//! Scripted process runner for tests.
//!
//! [`MockRunner`] never spawns anything. Responses are chosen by substring
//! rules over the full command line (ssh prefix and escaping included) and
//! every call is recorded for later assertions. Clones share state.

use crate::transport::{ProcessRunner, RunOutcome};
use std::io;
use std::sync::{Arc, Mutex, MutexGuard};
use std::time::Duration;

/// What a scripted call returns.
#[derive(Debug, Clone, PartialEq, Eq)]
pub enum MockResponse {
    Complete {
        stdout: String,
        stderr: String,
        exit_code: i32,
    },
    TimeOut {
        stdout: String,
        stderr: String,
    },
    SpawnError,
}

impl MockResponse {
    fn outcome(&self) -> io::Result<RunOutcome> {
        match self {
            MockResponse::Complete {
                stdout,
                stderr,
                exit_code,
            } => Ok(RunOutcome::Completed {
                stdout: stdout.clone(),
                stderr: stderr.clone(),
                exit_code: *exit_code,
            }),
            MockResponse::TimeOut { stdout, stderr } => Ok(RunOutcome::TimedOut {
                stdout: stdout.clone(),
                stderr: stderr.clone(),
            }),
            MockResponse::SpawnError => Err(io::Error::new(
                io::ErrorKind::NotFound,
                "mock: sh not found",
            )),
        }
    }
}

/// One recorded invocation.
#[derive(Debug, Clone, PartialEq, Eq)]
pub struct RecordedCall {
    pub line: String,
    pub timeout: Duration,
}

#[derive(Debug)]
struct Rule {
    pattern: String,
    response: MockResponse,
    once: bool,
}

#[derive(Debug)]
struct MockState {
    rules: Vec<Rule>,
    calls: Vec<RecordedCall>,
    fallback: MockResponse,
}

impl Default for MockState {
    fn default() -> Self {
        Self {
            rules: Vec::new(),
            calls: Vec::new(),
            fallback: MockRunner::ok(""),
        }
    }
}

/// Scripted [`ProcessRunner`].
///
/// The first rule whose pattern occurs in the line wins; `once` rules are
/// consumed when they match. Lines matching no rule get the fallback
/// response, exit 0 with empty output unless changed.
#[derive(Debug, Clone, Default)]
pub struct MockRunner {
    state: Arc<Mutex<MockState>>,
}

impl MockRunner {
    pub fn new() -> Self {
        Self::default()
    }

    fn state(&self) -> MutexGuard<'_, MockState> {
        self.state
            .lock()
            .unwrap_or_else(|poisoned| poisoned.into_inner())
    }

    /// Exit 0 with `stdout`.
    pub fn ok(stdout: &str) -> MockResponse {
        Self::ok_with_stderr(stdout, "")
    }

    pub fn ok_with_stderr(stdout: &str, stderr: &str) -> MockResponse {
        MockResponse::Complete {
            stdout: stdout.to_string(),
            stderr: stderr.to_string(),
            exit_code: 0,
        }
    }

    pub fn fail(exit_code: i32, stderr: &str) -> MockResponse {
        MockResponse::Complete {
            stdout: String::new(),
            stderr: stderr.to_string(),
            exit_code,
        }
    }

    pub fn timed_out(stdout: &str, stderr: &str) -> MockResponse {
        MockResponse::TimeOut {
            stdout: stdout.to_string(),
            stderr: stderr.to_string(),
        }
    }

    /// Respond to every line containing `pattern`.
    pub fn on(&self, pattern: &str, response: MockResponse) {
        self.push_rule(pattern, response, false);
    }

    /// Respond to the next line containing `pattern` only.
    pub fn on_once(&self, pattern: &str, response: MockResponse) {
        self.push_rule(pattern, response, true);
    }

    /// Fail to spawn for every line containing `pattern`.
    pub fn spawn_error(&self, pattern: &str) {
        self.push_rule(pattern, MockResponse::SpawnError, false);
    }

    /// Response for lines matching no rule.
    pub fn set_fallback(&self, response: MockResponse) {
        self.state().fallback = response;
    }

    fn push_rule(&self, pattern: &str, response: MockResponse, once: bool) {
        self.state().rules.push(Rule {
            pattern: pattern.to_string(),
            response,
            once,
        });
    }

    pub fn calls(&self) -> Vec<RecordedCall> {
        self.state().calls.clone()
    }

    /// Recorded lines containing `pattern`, in call order.
    pub fn lines_matching(&self, pattern: &str) -> Vec<String> {
        self.state()
            .calls
            .iter()
            .filter(|c| c.line.contains(pattern))
            .map(|c| c.line.clone())
            .collect()
    }

    pub fn clear_calls(&self) {
        self.state().calls.clear();
    }

    fn respond(&self, line: &str, timeout: Duration) -> io::Result<RunOutcome> {
        let mut state = self.state();
        state.calls.push(RecordedCall {
            line: line.to_string(),
            timeout,
        });
        let response = match state.rules.iter().position(|r| line.contains(&r.pattern)) {
            Some(idx) if state.rules[idx].once => state.rules.remove(idx).response,
            Some(idx) => state.rules[idx].response.clone(),
            None => state.fallback.clone(),
        };
        response.outcome()
    }
}

impl ProcessRunner for MockRunner {
    async fn run(&self, command_line: &str, timeout: Duration) -> io::Result<RunOutcome> {
        self.respond(command_line, timeout)
    }
}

--

*WHAT TO DO*:
Transcribe, without alteration, the line that contains "pub fn lines_matching(&self, pattern: &str)" together with all lines after it in the listing above.

*OUTPUT BELOW*:
    pub fn lines_matching(&self, pattern: &str) -> Vec<String> {
        self.state()
            .calls
            .iter()
            .filter(|c| c.line.contains(pattern))
            .map(|c| c.line.clone())
            .collect()
    }

    pub fn clear_calls(&self) {
        self.state().calls.clear();
    }

    fn respond(&self, line: &str, timeout: Duration) -> io::Result<RunOutcome> {
        let mut state = self.state();
        state.calls.push(RecordedCall {
            line: line.to_string(),
            timeout,
        });
        let response = match state.rules.iter().position(|r| line.contains(&r.pattern)) {
            Some(idx) if state.rules[idx].once => state.rules.remove(idx).response,
            Some(idx) => state.rules[idx].response.clone(),
            None => state.fallback.clone(),
        };
        response.outcome()
    }
}

impl ProcessRunner for MockRunner {
    async fn run(&self, command_line: &str, timeout: Duration) -> io::Result<RunOutcome> {
        self.respond(command_line, timeout)
    }
}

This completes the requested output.